1956 Love & Revolution by J.A. Boulet
My rating: 5 of 5 stars
If you ever look at my rating definitions, you’ll see that I think 5-star books are very special. One of the things I mention they need is what I call “snatch and grab”. That’s exactly what this book did. From the beginning page of a lonely Hungarian woman leaving her cleaning job in the deep of night, the author had my attention. I just didn’t really stop from then on.
Families were so torn apart during the Hungarian Revolution. They were poor and hungry and had no idea who to trust, who to talk to. Most weren’t sure whether a person in a uniform was a Russian soldier, Hungarian Police, or a member of the AVH (secret police). Most any of them would turn you in or kill you or your loved ones.

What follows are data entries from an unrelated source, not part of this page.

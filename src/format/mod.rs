// SPDX-FileCopyrightText: 2026 Bruno Meilick
// SPDX-License-Identifier: LicenseRef-Regviz-FreeUse-NoCopy-NoDerivatives
//
// All rights reserved.
//
// This file is part of Regviz and is proprietary software.
// Unauthorized copying, modification, or distribution is prohibited.

//! Diagram export for the supported renderers.
//!
//! Every exporter keeps the same semantics: one node per NFA node in sequence order, one
//! edge per transition with its label, straight (neighbor) vs. curved edges, and the
//! layout-order relation kept apart from the transitions.

use std::fmt;
use std::str::FromStr;

use serde::{Deserialize, Serialize};

use crate::model::{Diagram, DEFAULT_EPSILON};

pub mod dot;
mod ident;
pub mod json;
pub mod mermaid;
pub mod penrose;

pub use dot::export_dot;
pub use ident::IdentError;
pub use json::export_json;
pub use mermaid::export_mermaid;
pub use penrose::{export_substance, trio, PenroseTrio};

#[derive(Debug, Clone, Copy, PartialEq, Eq, Hash, Default, Serialize, Deserialize)]
#[serde(rename_all = "snake_case")]
pub enum Format {
    #[default]
    Substance,
    Mermaid,
    Dot,
    Json,
}

impl Format {
    pub const ALL: [Self; 4] = [Self::Substance, Self::Mermaid, Self::Dot, Self::Json];

    pub fn as_str(self) -> &'static str {
        match self {
            Self::Substance => "substance",
            Self::Mermaid => "mermaid",
            Self::Dot => "dot",
            Self::Json => "json",
        }
    }

    /// File extension used when writing this format to disk.
    pub fn extension(self) -> &'static str {
        match self {
            Self::Substance => "substance",
            Self::Mermaid => "mmd",
            Self::Dot => "dot",
            Self::Json => "json",
        }
    }
}

impl fmt::Display for Format {
    fn fmt(&self, f: &mut fmt::Formatter<'_>) -> fmt::Result {
        f.write_str(self.as_str())
    }
}

#[derive(Debug, Clone, PartialEq, Eq, thiserror::Error)]
#[error("unknown format: {value} (expected substance/mermaid/dot/json)")]
pub struct UnknownFormat {
    value: String,
}

impl FromStr for Format {
    type Err = UnknownFormat;

    fn from_str(s: &str) -> Result<Self, Self::Err> {
        Self::ALL
            .into_iter()
            .find(|format| format.as_str().eq_ignore_ascii_case(s.trim()))
            .ok_or_else(|| UnknownFormat { value: s.to_owned() })
    }
}

/// Flow direction for renderers that lay nodes out along an axis.
#[derive(Debug, Clone, Copy, PartialEq, Eq, Hash, Default, Serialize, Deserialize)]
pub enum Direction {
    #[default]
    #[serde(rename = "LR")]
    LeftRight,
    #[serde(rename = "RL")]
    RightLeft,
    #[serde(rename = "TB", alias = "TD")]
    TopBottom,
    #[serde(rename = "BT")]
    BottomTop,
}

impl Direction {
    pub fn as_str(self) -> &'static str {
        match self {
            Self::LeftRight => "LR",
            Self::RightLeft => "RL",
            Self::TopBottom => "TB",
            Self::BottomTop => "BT",
        }
    }
}

impl fmt::Display for Direction {
    fn fmt(&self, f: &mut fmt::Formatter<'_>) -> fmt::Result {
        f.write_str(self.as_str())
    }
}

#[derive(Debug, Clone, PartialEq, Eq)]
pub struct ExportOptions {
    /// Text shown on ε-transitions.
    pub epsilon: String,
    /// Identifier prefix for nodes (`n` → `n0`, `n1`, ...).
    pub node_prefix: String,
    /// Identifier prefix for edges (Penrose only).
    pub edge_prefix: String,
    pub mermaid_direction: Direction,
    pub dot_rankdir: Direction,
}

impl Default for ExportOptions {
    fn default() -> Self {
        Self {
            epsilon: DEFAULT_EPSILON.to_owned(),
            node_prefix: "n".to_owned(),
            edge_prefix: "e".to_owned(),
            mermaid_direction: Direction::LeftRight,
            dot_rankdir: Direction::LeftRight,
        }
    }
}

impl ExportOptions {
    pub fn validate(&self) -> Result<(), ExportError> {
        if self.epsilon.is_empty() {
            return Err(ExportError::EmptyEpsilon);
        }
        ident::validate_ident_prefix(&self.node_prefix).map_err(|reason| {
            ExportError::InvalidPrefix {
                field: "node_prefix",
                value: self.node_prefix.clone(),
                reason,
            }
        })?;
        ident::validate_ident_prefix(&self.edge_prefix).map_err(|reason| {
            ExportError::InvalidPrefix {
                field: "edge_prefix",
                value: self.edge_prefix.clone(),
                reason,
            }
        })?;
        if prefixes_clash(&self.node_prefix, &self.edge_prefix) {
            return Err(ExportError::PrefixClash {
                node_prefix: self.node_prefix.clone(),
                edge_prefix: self.edge_prefix.clone(),
            });
        }
        Ok(())
    }
}

/// Identifiers are `prefix` + index, so two prefixes collide when the longer one is the
/// shorter one followed only by digits (`n` and `n1` both spell `n10`).
fn prefixes_clash(a: &str, b: &str) -> bool {
    let (short, long) = if a.len() <= b.len() { (a, b) } else { (b, a) };
    long.strip_prefix(short).is_some_and(|rest| rest.bytes().all(|b| b.is_ascii_digit()))
}

#[derive(Debug, thiserror::Error)]
pub enum ExportError {
    #[error("invalid {field} {value:?}: {reason}")]
    InvalidPrefix {
        field: &'static str,
        value: String,
        reason: IdentError,
    },
    #[error("node prefix {node_prefix:?} and edge prefix {edge_prefix:?} can spell the same identifier")]
    PrefixClash { node_prefix: String, edge_prefix: String },
    #[error("the epsilon symbol must not be empty")]
    EmptyEpsilon,
    #[error("cannot serialize diagram as JSON: {0}")]
    Json(#[from] serde_json::Error),
}

/// Serializes `diagram` in the requested format.
pub fn export(
    diagram: &Diagram,
    format: Format,
    options: &ExportOptions,
) -> Result<String, ExportError> {
    options.validate()?;
    let out = match format {
        Format::Substance => export_substance(diagram, options),
        Format::Mermaid => export_mermaid(diagram, options),
        Format::Dot => export_dot(diagram, options),
        Format::Json => export_json(diagram)?,
    };
    tracing::debug!(%format, bytes = out.len(), "exported diagram");
    Ok(out)
}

This is a book of fiction. One filled with hardships, war, ugliness, and love. But I have read this author before, and she has a great blend of accuracy combined with descriptive writing. The story is intense, making you want to read ahead. Yet the history is so well researched, you’ll be running to your computer to learn more about the Hungarian Revolution.
The previous books I read by the author were a series, “The Olason Chronicles”. This is a stand-alone. I do hope it’s the beginning of a series. Boulet creates the kind of characters you love, and I would hate to never hear of them again. Actually, I don’t think she has a book I’ve read that wouldn’t make an excellent movie.